Orange County is coming off a record for COVID-19 vaccinations set Thursday, when 13,400 doses were administered at county-operated point of dispensing sites.

Orange County officially moved into the orange tier of the state's reopening system last Wednesday, the same day officials opened their newest large-scale vaccination POD site at the Orange County Fairgrounds in Costa Mesa.

Vaccinations are key to emerging from the pandemic, Noymer said.

"We're still in the mode where we need to vaccinate," he said. "We need to seize this opportunity to vaccinate ... Every day there's a story about how well they work against new variants, but ... the evidence says they still work against the variants. The lesson for Orange County and California is just vaccinate now."

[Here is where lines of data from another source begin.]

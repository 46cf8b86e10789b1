//! Base revision resolution with graceful fallback.
//!
//! CI systems differ in whether the upstream branch is fetched locally, so
//! the resolver prefers producing *some* diff over failing: the preferred
//! reference (local or remote-tracking form), then `HEAD~1`, then `HEAD`
//! itself. A same-revision diff is empty and every gate no-ops on it.

use tracing::{debug, warn};

use crate::error::{GateError, Result};
use crate::vcs::{Revision, Vcs};

const REMOTE_PREFIX: &str = "origin/";

/// Resolves the base revision for a gate run.
pub struct RevisionResolver<'a> {
    vcs: &'a dyn Vcs,
}

impl<'a> RevisionResolver<'a> {
    pub fn new(vcs: &'a dyn Vcs) -> Self {
        Self { vcs }
    }

    /// Resolve `preferred` to a usable base revision.
    ///
    /// Fails only when the repository has no resolvable `HEAD`.
    pub fn resolve(&self, preferred: &str) -> Result<Revision> {
        for candidate in symbolic_forms(preferred) {
            if self.vcs.ref_exists(&candidate)? {
                debug!(reference = %candidate, "resolved base reference");
                return Ok(Revision::new(candidate));
            }
        }

        warn!(
            preferred = %preferred,
            "base reference not found, falling back to HEAD~1"
        );
        if self.vcs.ref_exists("HEAD~1")? {
            return Ok(Revision::new("HEAD~1"));
        }

        warn!("HEAD~1 not found, falling back to HEAD (empty diff)");
        if self.vcs.ref_exists("HEAD")? {
            return Ok(Revision::new("HEAD"));
        }

        Err(GateError::NoHead)
    }
}

/// The preferred reference followed by its local/remote-tracking counterpart.
fn symbolic_forms(preferred: &str) -> Vec<String> {
    let preferred = preferred.trim();
    if preferred.is_empty() {
        return Vec::new();
    }
    let alternate = match preferred.strip_prefix(REMOTE_PREFIX) {
        Some(local) if !local.is_empty() => local.to_string(),
        Some(_) => return vec![preferred.to_string()],
        None => format!("{REMOTE_PREFIX}{preferred}"),
    };
    vec![preferred.to_string(), alternate]
}
//! In-memory fake for the [`Vcs`] port (testing only)
//!
//! `MemoryVcs` answers every query from data supplied up front, so gates can
//! be exercised against synthetic diffs without a repository on disk.

use std::collections::HashSet;

use super::{Revision, Vcs};
use crate::error::{GateError, Result};

/// Synthetic repository state.
#[derive(Debug, Clone)]
pub struct MemoryVcs {
    commits: usize,
    refs: HashSet<String>,
    changes: Vec<(String, String)>,
    tracked: Vec<String>,
}

impl Default for MemoryVcs {
    fn default() -> Self {
        Self::new()
    }
}

impl MemoryVcs {
    /// A repository with two commits and no named references.
    pub fn new() -> Self {
        Self {
            commits: 2,
            refs: HashSet::new(),
            changes: Vec::new(),
            tracked: Vec::new(),
        }
    }

    /// Set how many commits the history holds (`0` means no HEAD at all).
    pub fn with_commits(mut self, commits: usize) -> Self {
        self.commits = commits;
        self
    }

    /// Register a named reference such as `origin/main`.
    pub fn with_ref(mut self, reference: &str) -> Self {
        self.refs.insert(reference.to_string());
        self
    }

    /// Register a changed path with its raw unified diff text.
    pub fn with_diff(mut self, path: &str, diff: &str) -> Self {
        self.changes.push((path.to_string(), diff.to_string()));
        self
    }

    /// Register a changed path whose diff consists of the given `+`/`-` lines.
    ///
    /// Each entry must already carry its sign, e.g. `"+  return x;"`.
    pub fn with_change(self, path: &str, signed_lines: &[&str]) -> Self {
        let mut diff = format!(
            "diff --git a/{path} b/{path}\nindex 0000000..1111111 100644\n--- a/{path}\n+++ b/{path}\n@@ -1 +1 @@\n"
        );
        for line in signed_lines {
            diff.push_str(line);
            diff.push('\n');
        }
        self.with_diff(path, &diff)
    }

    /// Register a path as tracked by the repository.
    pub fn with_tracked(mut self, path: &str) -> Self {
        self.tracked.push(path.to_string());
        self
    }
}

impl Vcs for MemoryVcs {
    fn ref_exists(&self, reference: &str) -> Result<bool> {
        Ok(match reference {
            "HEAD" => self.commits >= 1,
            "HEAD~1" => self.commits >= 2,
            other => self.commits >= 1 && self.refs.contains(other),
        })
    }

    fn changed_paths(&self, base: &Revision) -> Result<Vec<String>> {
        if base.as_str() == "HEAD" {
            return Ok(Vec::new());
        }
        Ok(self.changes.iter().map(|(p, _)| p.clone()).collect())
    }

    fn file_diff(&self, base: &Revision, path: &str) -> Result<String> {
        if base.as_str() == "HEAD" {
            return Ok(String::new());
        }
        self.changes
            .iter()
            .find(|(p, _)| p == path)
            .map(|(_, d)| d.clone())
            .ok_or_else(|| GateError::GitError(format!("no diff recorded for {path}")))
    }

    fn tracked_files(&self) -> Result<Vec<String>> {
        Ok(self.tracked.clone())
    }
}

The county's move into the orange tier of the state's Blueprint for a Safer Economy allowed the county to ease restrictions on a variety of business sectors. Retail stores now do not have to limit capacity at all, and churches, movie theaters, museums, zoos, and aquariums were allowed to expand from 25% to 50% of capacity.

Restaurants were given permission to expand indoor dining to 50% and wineries to offer indoor service at 25%, while bars that don't serve food got the green light to reopen outdoors. Gyms and fitness centers were cleared to expand to 25% of capacity, and family entertainment centers can offer indoor attractions such as bowling.

Under current rules, the county's new case rate must dip below 1 per 100,000 residents to make it to the yellow tier, but the county has qualified for the yellow tier in positivity rates for the past week. Once the state reaches 4 million vaccinations in low-income communities, the benchmark for advancing to yellow will increase to 2 per 100,000 residents.